Typically, a rent review will take place once per year. For our fully managed properties, we quite often discuss rent reviews during the property inspection. For our rent collection landlords, we would normally contact you on an annual basis by email or phone to discuss a rent review.

When considering rent reviews, we will always look at the rental market at the time. We compare the rent of a property to the rents currently being achieved for similar properties. We then discuss this with the landlord and tenant.

Rents can be increased by granting a new Assured Shorthold Tenancy to the tenants, with the new rental amount listed, or, if the tenant is on a Statutory Periodic Tenancy, then the rent is increased by the service of a Section 13 Notice.

Rent reviews are always discussed before they are implemented.

If a tenant disagrees with a rent review, then the landlord will consider the reasons, the landlords then have two options:

The landlord may decide to renegotiate, they may decide they have not considered the local market correctly and may be looking to increase the rent too much in comparison to neighbouring properties, so the landlord may review the amount he wishes to increase the tenancy by.
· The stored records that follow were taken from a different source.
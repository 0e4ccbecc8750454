//! Cubemap container, face geometry, and direction mapping.

#![allow(dead_code)]

use crate::geometry::*;
use crate::image::*;
use crate::math::*;

/// One of the six axis-aligned cube faces.
#[derive(Copy, Clone, Debug, PartialEq, Eq, Hash)]
pub enum Face {
    /// -X
    NX,
    /// +X
    PX,
    /// -Y
    NY,
    /// +Y
    PY,
    /// -Z
    NZ,
    /// +Z
    PZ,
}

impl Face {
    /// All six faces, in ordinal order.
    pub const ALL: [Face; 6] = [Face::NX, Face::PX, Face::NY, Face::PY, Face::NZ, Face::PZ];

    /// Returns the fixed two-letter token for this face, as used by external
    /// naming and serialization code.
    pub fn name(self) -> &'static str {
        match self {
            Face::NX => "nx",
            Face::PX => "px",
            Face::NY => "ny",
            Face::PY => "py",
            Face::NZ => "nz",
            Face::PZ => "pz",
        }
    }

    /// Maps the continuous texel coordinate `(x, y)` on this face of a
    /// `dim`-sized cubemap to a unit direction. Coordinates sweep the face
    /// over [0, dim] in both axes; fractional and slightly out-of-range
    /// values are valid.
    ///
    /// * `dim` - Cubemap face dimension.
    /// * `x`   - Continuous column coordinate.
    /// * `y`   - Continuous row coordinate.
    pub fn direction(self, dim: usize, x: f64, y: f64) -> Vector3d {
        let scale = 2.0 / dim as f64;
        let cx = x * scale - 1.0;
        let cy = 1.0 - y * scale;

        let dir = match self {
            Face::PX => Vector3::new(1.0, cy, -cx),
            Face::NX => Vector3::new(-1.0, cy, cx),
            Face::PY => Vector3::new(cx, 1.0, -cy),
            Face::NY => Vector3::new(cx, -1.0, cy),
            Face::PZ => Vector3::new(cx, cy, 1.0),
            Face::NZ => Vector3::new(-cx, cy, -1.0),
        };
        dir / (cx * cx + cy * cy + 1.0).sqrt()
    }
}

/// Orientation of the cross layout packing six faces into one image.
#[derive(Copy, Clone, Debug, PartialEq, Eq)]
pub enum Geometry {
    /// 4·dim × 3·dim cross.
    HorizontalCross,
    /// 3·dim × 4·dim cross.
    VerticalCross,
}

impl Geometry {
    /// Returns the nominal cross-image size for face dimension `dim`.
    ///
    /// * `dim` - Cubemap face dimension.
    pub fn cross_size(self, dim: usize) -> (usize, usize) {
        match self {
            Geometry::HorizontalCross => (4 * dim, 3 * dim),
            Geometry::VerticalCross => (3 * dim, 4 * dim),
        }
    }

    /// Returns the tile origin of `face` within a cross image of this
    /// orientation.
    ///
    /// * `face` - The cube face.
    /// * `dim`  - Cubemap face dimension.
    pub fn face_offset(self, face: Face, dim: usize) -> (usize, usize) {
        match face {
            Face::NX => (0, dim),
            Face::PX => (2 * dim, dim),
            Face::NY => (dim, 2 * dim),
            Face::PY => (dim, 0),
            Face::NZ => match self {
                // TODO: validate the NZ tile position in vertical crosses
                // against reference imagery; the placement below the PZ tile
                // is historical.
                Geometry::VerticalCross => (dim, 3 * dim),
                Geometry::HorizontalCross => (3 * dim, dim),
            },
            Face::PZ => (dim, dim),
        }
    }
}

/// Allocates a zero-initialized cross-layout image for face dimension `dim`,
/// with one extra row and column of texels so edge filtering can read one
/// texel past every face.
///
/// * `dim`      - Cubemap face dimension.
/// * `geometry` - Cross orientation.
pub fn create_cross_image(dim: usize, geometry: Geometry) -> Image {
    let (width, height) = geometry.cross_size(dim);
    Image::with_layout(width, height, width + 1, height + 1)
}

/// Face-local address of a direction: the face it pierces plus `(s, t)` in
/// [0, 1] across that face.
#[derive(Copy, Clone, Debug)]
pub struct Address {
    /// The face the direction passes through.
    pub face: Face,

    /// Horizontal face coordinate in [0, 1].
    pub s: f64,

    /// Vertical face coordinate in [0, 1].
    pub t: f64,
}

/// Six square faces of equal dimension bound as windows into one owned
/// cross-layout image.
#[derive(Clone, Debug)]
pub struct Cubemap {
    /// Face dimension in texels.
    dim: usize,

    /// Cross orientation of the backing image.
    geometry: Geometry,

    /// Backing cross-layout image; sole owner of the pixel storage.
    image: Image,
}

impl Cubemap {
    /// Creates a cubemap of face dimension `dim` backed by a freshly
    /// allocated, zero-initialized cross image.
    ///
    /// * `dim`      - Face dimension in texels.
    /// * `geometry` - Cross orientation.
    pub fn new(dim: usize, geometry: Geometry) -> Self {
        assert!(dim > 0, "cubemap dimension must be non-zero");
        Self {
            dim,
            geometry,
            image: create_cross_image(dim, geometry),
        }
    }

    /// Returns the face dimension in texels.
    pub fn dim(&self) -> usize {
        self.dim
    }

    /// Returns the cross orientation.
    pub fn geometry(&self) -> Geometry {
        self.geometry
    }

    /// Sets the cross orientation. Changing the orientation reallocates the
    /// backing image and discards the current texel content.
    ///
    /// * `geometry` - Cross orientation.
    pub fn set_geometry(&mut self, geometry: Geometry) {
        if self.geometry != geometry {
            self.geometry = geometry;
            self.image = create_cross_image(self.dim, geometry);
        }
    }

    /// Returns the backing cross image.
    pub fn image(&self) -> &Image {
        &self.image
    }

    /// Returns the backing cross image mutably.
    pub fn image_mut(&mut self) -> &mut Image {
        &mut self.image
    }

    /// Returns the tile origin of `face` within the backing image.
    ///
    /// * `face` - The cube face.
    pub fn face_offset(&self, face: Face) -> (usize, usize) {
        self.geometry.face_offset(face, self.dim)
    }

    /// Returns the image window holding `face`.
    ///
    /// * `face` - The cube face.
    pub fn face(&self, face: Face) -> ImageView<'_> {
        let (x, y) = self.face_offset(face);
        self.image.sub_view(x, y, self.dim, self.dim)
    }

    /// Maps a continuous texel coordinate on a face of this cubemap to a
    /// unit direction.
    ///
    /// * `face` - The cube face.
    /// * `x`    - Continuous column coordinate.
    /// * `y`    - Continuous row coordinate.
    pub fn direction_for(&self, face: Face, x: f64, y: f64) -> Vector3d {
        face.direction(self.dim, x, y)
    }

    /// Resolves a direction to the face it pierces and the face-local
    /// `(s, t)` coordinate, by major-axis selection.
    ///
    /// * `direction` - The direction; need not be normalized.
    pub fn address_for(direction: &Vector3d) -> Address {
        let a = direction.abs();

        let (face, sc, tc, ma) = if a.x >= a.y && a.x >= a.z {
            if direction.x >= 0.0 {
                (Face::PX, -direction.z, -direction.y, a.x)
            } else {
                (Face::NX, direction.z, -direction.y, a.x)
            }
        } else if a.y >= a.z {
            if direction.y >= 0.0 {
                (Face::PY, direction.x, direction.z, a.y)
            } else {
                (Face::NY, direction.x, -direction.z, a.y)
            }
        } else if direction.z >= 0.0 {
            (Face::PZ, direction.x, -direction.y, a.z)
        } else {
            (Face::NZ, -direction.x, -direction.y, a.z)
        };

        // ma >= |sc| and ma >= |tc|, so s and t land in [0, 1]
        Address {
            face,
            s: (sc / ma + 1.0) * 0.5,
            t: (tc / ma + 1.0) * 0.5,
        }
    }

    /// Returns the texel nearest to where `direction` pierces the cube.
    ///
    /// * `direction` - The sampling direction.
    pub fn sample_at(&self, direction: &Vector3d) -> Texel {
        let addr = Self::address_for(direction);
        let x = min((addr.s * self.dim as f64) as usize, self.dim - 1);
        let y = min((addr.t * self.dim as f64) as usize, self.dim - 1);
        *self.face(addr.face).texel(x, y)
    }

    /// Returns the bilinearly filtered color where `direction` pierces the
    /// cube.
    ///
    /// * `direction` - The sampling direction.
    pub fn filter_at(&self, direction: &Vector3d) -> Texel {
        let addr = Self::address_for(direction);
        let upper = self.dim as f64 * ONE_MINUS_EPSILON;
        let x = min(addr.s * self.dim as f64, upper);
        let y = min(addr.t * self.dim as f64, upper);
        self.face(addr.face).filter_at(x, y)
    }
}

// ----------------------------------------------------------------------------
// Tests
// ----------------------------------------------------------------------------

#[cfg(test)]
mod tests {
    use super::*;
    use proptest::prelude::*;
    use std::collections::HashSet;

    #[test]
    fn face_names_are_total_and_unique() {
        let names: HashSet<&str> = Face::ALL.iter().map(|f| f.name()).collect();
        assert_eq!(names.len(), 6);
        for name in ["nx", "px", "ny", "py", "nz", "pz"] {
            assert!(names.contains(name));
        }
    }

    #[test]
    fn face_centers_point_along_axes() {
        let dim = 16;
        let half = dim as f64 / 2.0;
        assert_eq!(Face::PX.direction(dim, half, half), Vector3::new(1.0, 0.0, 0.0));
        assert_eq!(Face::NX.direction(dim, half, half), Vector3::new(-1.0, 0.0, 0.0));
        assert_eq!(Face::PY.direction(dim, half, half), Vector3::new(0.0, 1.0, 0.0));
        assert_eq!(Face::NY.direction(dim, half, half), Vector3::new(0.0, -1.0, 0.0));
        assert_eq!(Face::PZ.direction(dim, half, half), Vector3::new(0.0, 0.0, 1.0));
        assert_eq!(Face::NZ.direction(dim, half, half), Vector3::new(0.0, 0.0, -1.0));
    }

    #[test]
    fn address_round_trips_texel_centers() {
        let dim = 8;
        for face in Face::ALL {
            for y in 0..dim {
                for x in 0..dim {
                    let d = face.direction(dim, x as f64 + 0.5, y as f64 + 0.5);
                    let addr = Cubemap::address_for(&d);
                    assert_eq!(addr.face, face);
                    assert!((addr.s * dim as f64 - (x as f64 + 0.5)).abs() < 1e-9);
                    assert!((addr.t * dim as f64 - (y as f64 + 0.5)).abs() < 1e-9);
                }
            }
        }
    }

    #[test]
    fn sample_constant_cubemap() {
        let mut cm = Cubemap::new(4, Geometry::HorizontalCross);
        let c = Texel::new(0.25, 0.5, 0.75);
        for y in 0..cm.image().height() {
            for texel in cm.image_mut().row_mut(y) {
                *texel = c;
            }
        }

        for face in Face::ALL {
            let d = face.direction(4, 1.7, 3.2);
            assert_eq!(cm.sample_at(&d), c);
        }
    }

    #[test]
    fn vertical_cross_moves_nz() {
        let dim = 4;
        let h = Geometry::HorizontalCross;
        let v = Geometry::VerticalCross;
        assert_eq!(h.face_offset(Face::NZ, dim), (3 * dim, dim));
        assert_eq!(v.face_offset(Face::NZ, dim), (dim, 3 * dim));
        for face in Face::ALL {
            if face != Face::NZ {
                assert_eq!(h.face_offset(face, dim), v.face_offset(face, dim));
            }
        }
    }

    #[test]
    fn cross_image_is_padded() {
        let image = create_cross_image(4, Geometry::HorizontalCross);
        assert_eq!((image.width(), image.height()), (16, 12));
        assert!(image.stride() >= 17);
        assert!(image.pixels().len() >= image.stride() * 13);
        assert_eq!(image.bytes_per_row() % ROW_ALIGNMENT, 0);
    }

    proptest! {
        #[test]
        fn directions_are_unit_length(
            x in -0.5..16.5f64,
            y in -0.5..16.5f64,
            i in 0usize..6,
        ) {
            let d = Face::ALL[i].direction(16, x, y);
            prop_assert!((d.length() - 1.0).abs() < 1e-12);
        }

        #[test]
        fn address_stays_in_range(
            x in -1.0..1.0f64,
            y in -1.0..1.0f64,
            z in -1.0..1.0f64,
        ) {
            prop_assume!(x != 0.0 || y != 0.0 || z != 0.0);
            let addr = Cubemap::address_for(&Vector3::new(x, y, z));
            prop_assert!((0.0..=1.0).contains(&addr.s));
            prop_assert!((0.0..=1.0).contains(&addr.t));
        }
    }
}
//! Conversion and resampling primitives for baking image-based-lighting
//! environment maps: equirectangular↔cubemap projection with adaptive
//! supersampling, box-filtered mip reduction, cross-layout packing,
//! mirroring, and per-texel solid-angle weights.

#[macro_use]
extern crate hexf;
#[macro_use]
extern crate log;

// Re-export.
pub mod cubemap;
pub mod geometry;
pub mod image;
pub mod math;
pub mod ops;
pub mod sampling;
The landlord may decide that the rent review is fair, and if the tenant will not pay the market rent for the property that the tenancy will need to end. In this instance the landlord will need to serve the tenant with the appropriate notice to bring the tenancy to an end.

If a tenant feels that the rent being asked is too high, they can formally challenge this by taking their plea to the First-Tier Tribunal (property chamber). There is a set process and time scale to start this process, it must be before the new rent amount is due to start, or if this is a new tenancy, within 6 months of the tenancy start date.

In reality, it is incredibly rare for tenants to take their grievance to the First-Tier tribunal. The tribunal will look at the same evidence that the landlord has access to, i.e. local comparable rents. If the rent increase is deemed to be in line with the local property market, they will not rule in favour of the tenant.